_Exercise_
Each entry should appear in the answer exactly as written.

_Study material_
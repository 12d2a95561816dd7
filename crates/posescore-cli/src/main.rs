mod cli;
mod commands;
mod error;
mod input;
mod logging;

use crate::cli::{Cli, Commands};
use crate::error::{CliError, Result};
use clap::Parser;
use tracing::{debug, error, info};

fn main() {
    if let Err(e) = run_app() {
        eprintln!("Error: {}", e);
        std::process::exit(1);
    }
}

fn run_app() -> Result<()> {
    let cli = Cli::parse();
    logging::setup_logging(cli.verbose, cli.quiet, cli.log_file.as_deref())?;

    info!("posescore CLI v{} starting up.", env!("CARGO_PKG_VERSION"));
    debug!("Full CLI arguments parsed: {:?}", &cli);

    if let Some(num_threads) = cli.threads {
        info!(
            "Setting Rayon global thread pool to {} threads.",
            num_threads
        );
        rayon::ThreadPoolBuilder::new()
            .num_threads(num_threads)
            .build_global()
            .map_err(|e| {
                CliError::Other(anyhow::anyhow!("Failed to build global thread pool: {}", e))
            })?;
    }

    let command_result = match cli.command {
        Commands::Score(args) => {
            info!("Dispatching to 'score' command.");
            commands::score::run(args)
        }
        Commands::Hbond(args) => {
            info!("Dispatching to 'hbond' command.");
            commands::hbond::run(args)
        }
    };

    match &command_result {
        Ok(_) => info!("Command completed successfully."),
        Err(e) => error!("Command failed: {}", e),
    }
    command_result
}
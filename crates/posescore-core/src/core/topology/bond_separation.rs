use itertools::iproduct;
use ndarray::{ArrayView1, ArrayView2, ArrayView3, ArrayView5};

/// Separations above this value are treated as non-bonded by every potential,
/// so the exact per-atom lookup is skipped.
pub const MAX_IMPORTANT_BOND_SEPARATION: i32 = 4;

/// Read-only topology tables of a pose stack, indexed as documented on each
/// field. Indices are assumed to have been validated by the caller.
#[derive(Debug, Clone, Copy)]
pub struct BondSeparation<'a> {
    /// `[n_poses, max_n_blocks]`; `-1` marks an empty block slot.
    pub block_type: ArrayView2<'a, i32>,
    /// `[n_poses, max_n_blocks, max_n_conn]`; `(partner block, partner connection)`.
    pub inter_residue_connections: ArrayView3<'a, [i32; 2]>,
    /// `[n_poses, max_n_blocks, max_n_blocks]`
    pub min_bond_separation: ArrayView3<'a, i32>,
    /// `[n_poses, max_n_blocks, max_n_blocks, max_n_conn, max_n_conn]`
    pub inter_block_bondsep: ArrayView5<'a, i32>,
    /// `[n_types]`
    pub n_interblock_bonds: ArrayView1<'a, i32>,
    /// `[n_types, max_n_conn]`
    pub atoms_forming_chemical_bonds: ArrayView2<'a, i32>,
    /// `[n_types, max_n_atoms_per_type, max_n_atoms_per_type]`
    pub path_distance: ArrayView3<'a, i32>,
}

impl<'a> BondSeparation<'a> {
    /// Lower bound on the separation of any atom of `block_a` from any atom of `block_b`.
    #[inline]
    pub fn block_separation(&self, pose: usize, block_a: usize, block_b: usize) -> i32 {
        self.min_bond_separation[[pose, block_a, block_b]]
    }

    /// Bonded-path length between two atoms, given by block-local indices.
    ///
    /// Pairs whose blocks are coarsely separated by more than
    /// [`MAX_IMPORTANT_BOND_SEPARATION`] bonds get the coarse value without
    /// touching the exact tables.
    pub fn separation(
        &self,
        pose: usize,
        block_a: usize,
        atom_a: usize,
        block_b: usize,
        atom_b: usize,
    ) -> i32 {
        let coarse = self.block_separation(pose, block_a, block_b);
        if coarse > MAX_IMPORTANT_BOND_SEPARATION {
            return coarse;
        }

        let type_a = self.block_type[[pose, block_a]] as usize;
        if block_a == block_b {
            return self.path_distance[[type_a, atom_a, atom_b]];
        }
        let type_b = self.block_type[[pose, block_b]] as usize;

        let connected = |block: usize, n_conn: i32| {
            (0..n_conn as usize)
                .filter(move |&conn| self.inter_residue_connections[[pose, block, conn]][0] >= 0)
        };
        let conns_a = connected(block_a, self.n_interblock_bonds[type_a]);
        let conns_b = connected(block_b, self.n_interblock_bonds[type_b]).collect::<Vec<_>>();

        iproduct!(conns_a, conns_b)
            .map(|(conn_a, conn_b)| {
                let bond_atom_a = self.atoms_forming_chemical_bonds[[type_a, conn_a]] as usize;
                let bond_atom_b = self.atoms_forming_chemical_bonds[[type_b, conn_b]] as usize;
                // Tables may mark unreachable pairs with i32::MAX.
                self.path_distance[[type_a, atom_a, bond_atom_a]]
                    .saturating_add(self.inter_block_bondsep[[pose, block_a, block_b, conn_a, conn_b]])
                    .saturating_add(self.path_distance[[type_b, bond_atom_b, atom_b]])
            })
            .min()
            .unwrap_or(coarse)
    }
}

_Exercise answer_
repository 12d2a95561816dd7
filename crates/posescore-cli/src/main.rs
mod cli;
mod commands;
mod error;
mod input;
mod logging;

use crate::cli::{Cli, Commands};
use crate::error::{CliError, Result};
use clap::Parser;
use tracing::{debug, error, info};

fn main() {
    if let Err(e) = run_app() {
        eprintln!("Error: {}", e);
        std::process::exit(1);
    }
}

fn run_app() -> Result<()> {
    let cli = Cli::parse();
    logging::setup_logging(cli.verbose, cli.quiet, cli.log_file.as_deref())?;

    info!("posescore CLI v{} starting up.", env!("CARGO_PKG_VERSION"));
    debug!("Full CLI arguments parsed: {:?}", &cli);

    if let Some(num_threads) = cli.threads {
        info!(
            "Setting Rayon global thread pool to {} threads.",
            num_threads
        );
        rayon::ThreadPoolBuilder::new()
            .num_threads(num_threads)
            .build_global()
            .map_err(|e| {
                CliError::Other(anyhow::anyhow!("Failed to build global thread pool: {}", e))
            })?;
    }

    let command_result = match cli.command {
        Commands::Score(args) => {
            info!("Dispatching to 'score' command.");
            commands::score::run(args)
        }
        Commands::Hbond(args) => {
            info!("Dispatching to 'hbond' command.");
            commands::hbond::run(args)
        }
    };

    match &command_result {
        Ok(_) => info!("Command completed successfully."),
        Err(e) => error!("Command failed: {}", e),
    }
    command_result
}
filename crates/posescore-core/src/core/topology/bond_separation.rs
use itertools::iproduct;
use ndarray::{ArrayView1, ArrayView2, ArrayView3, ArrayView5};

/// Separations above this value are treated as non-bonded by every potential,
/// so the exact per-atom lookup is skipped.
pub const MAX_IMPORTANT_BOND_SEPARATION: i32 = 4;

/// Read-only topology tables of a pose stack, indexed as documented on each
/// field. Indices are assumed to have been validated by the caller.
#[derive(Debug, Clone, Copy)]
pub struct BondSeparation<'a> {
    /// `[n_poses, max_n_blocks]`; `-1` marks an empty block slot.
    pub block_type: ArrayView2<'a, i32>,
    /// `[n_poses, max_n_blocks, max_n_conn]`; `(partner block, partner connection)`.
    pub inter_residue_connections: ArrayView3<'a, [i32; 2]>,
    /// `[n_poses, max_n_blocks, max_n_blocks]`
    pub min_bond_separation: ArrayView3<'a, i32>,
    /// `[n_poses, max_n_blocks, max_n_blocks, max_n_conn, max_n_conn]`
    pub inter_block_bondsep: ArrayView5<'a, i32>,
    /// `[n_types]`
    pub n_interblock_bonds: ArrayView1<'a, i32>,
    /// `[n_types, max_n_conn]`
    pub atoms_forming_chemical_bonds: ArrayView2<'a, i32>,
    /// `[n_types, max_n_atoms_per_type, max_n_atoms_per_type]`
    pub path_distance: ArrayView3<'a, i32>,
}

impl<'a> BondSeparation<'a> {
    /// Lower bound on the separation of any atom of `block_a` from any atom of `block_b`.
    #[inline]
    pub fn block_separation(&self, pose: usize, block_a: usize, block_b: usize) -> i32 {
        self.min_bond_separation[[pose, block_a, block_b]]
    }

    /// Bonded-path length between two atoms, given by block-local indices.
    ///
    /// Pairs whose blocks are coarsely separated by more than
    /// [`MAX_IMPORTANT_BOND_SEPARATION`] bonds get the coarse value without
    /// touching the exact tables.
    pub fn separation(
        &self,
        pose: usize,
        block_a: usize,
        atom_a: usize,
        block_b: usize,
        atom_b: usize,
    ) -> i32 {
        let coarse = self.block_separation(pose, block_a, block_b);
        if coarse > MAX_IMPORTANT_BOND_SEPARATION {
            return coarse;
        }

        let type_a = self.block_type[[pose, block_a]] as usize;
        if block_a == block_b {
            return self.path_distance[[type_a, atom_a, atom_b]];
        }
        let type_b = self.block_type[[pose, block_b]] as usize;

        let connected = |block: usize, n_conn: i32| {
            (0..n_conn as usize)
                .filter(move |&conn| self.inter_residue_connections[[pose, block, conn]][0] >= 0)
        };
        let conns_a = connected(block_a, self.n_interblock_bonds[type_a]);
        let conns_b = connected(block_b, self.n_interblock_bonds[type_b]).collect::<Vec<_>>();

        iproduct!(conns_a, conns_b)
            .map(|(conn_a, conn_b)| {
                let bond_atom_a = self.atoms_forming_chemical_bonds[[type_a, conn_a]] as usize;
                let bond_atom_b = self.atoms_forming_chemical_bonds[[type_b, conn_b]] as usize;
                // Tables may mark unreachable pairs with i32::MAX.
                self.path_distance[[type_a, atom_a, bond_atom_a]]
                    .saturating_add(self.inter_block_bondsep[[pose, block_a, block_b, conn_a, conn_b]])
                    .saturating_add(self.path_distance[[type_b, bond_atom_b, atom_b]])
            })
            .min()
            .unwrap_or(coarse)
    }
}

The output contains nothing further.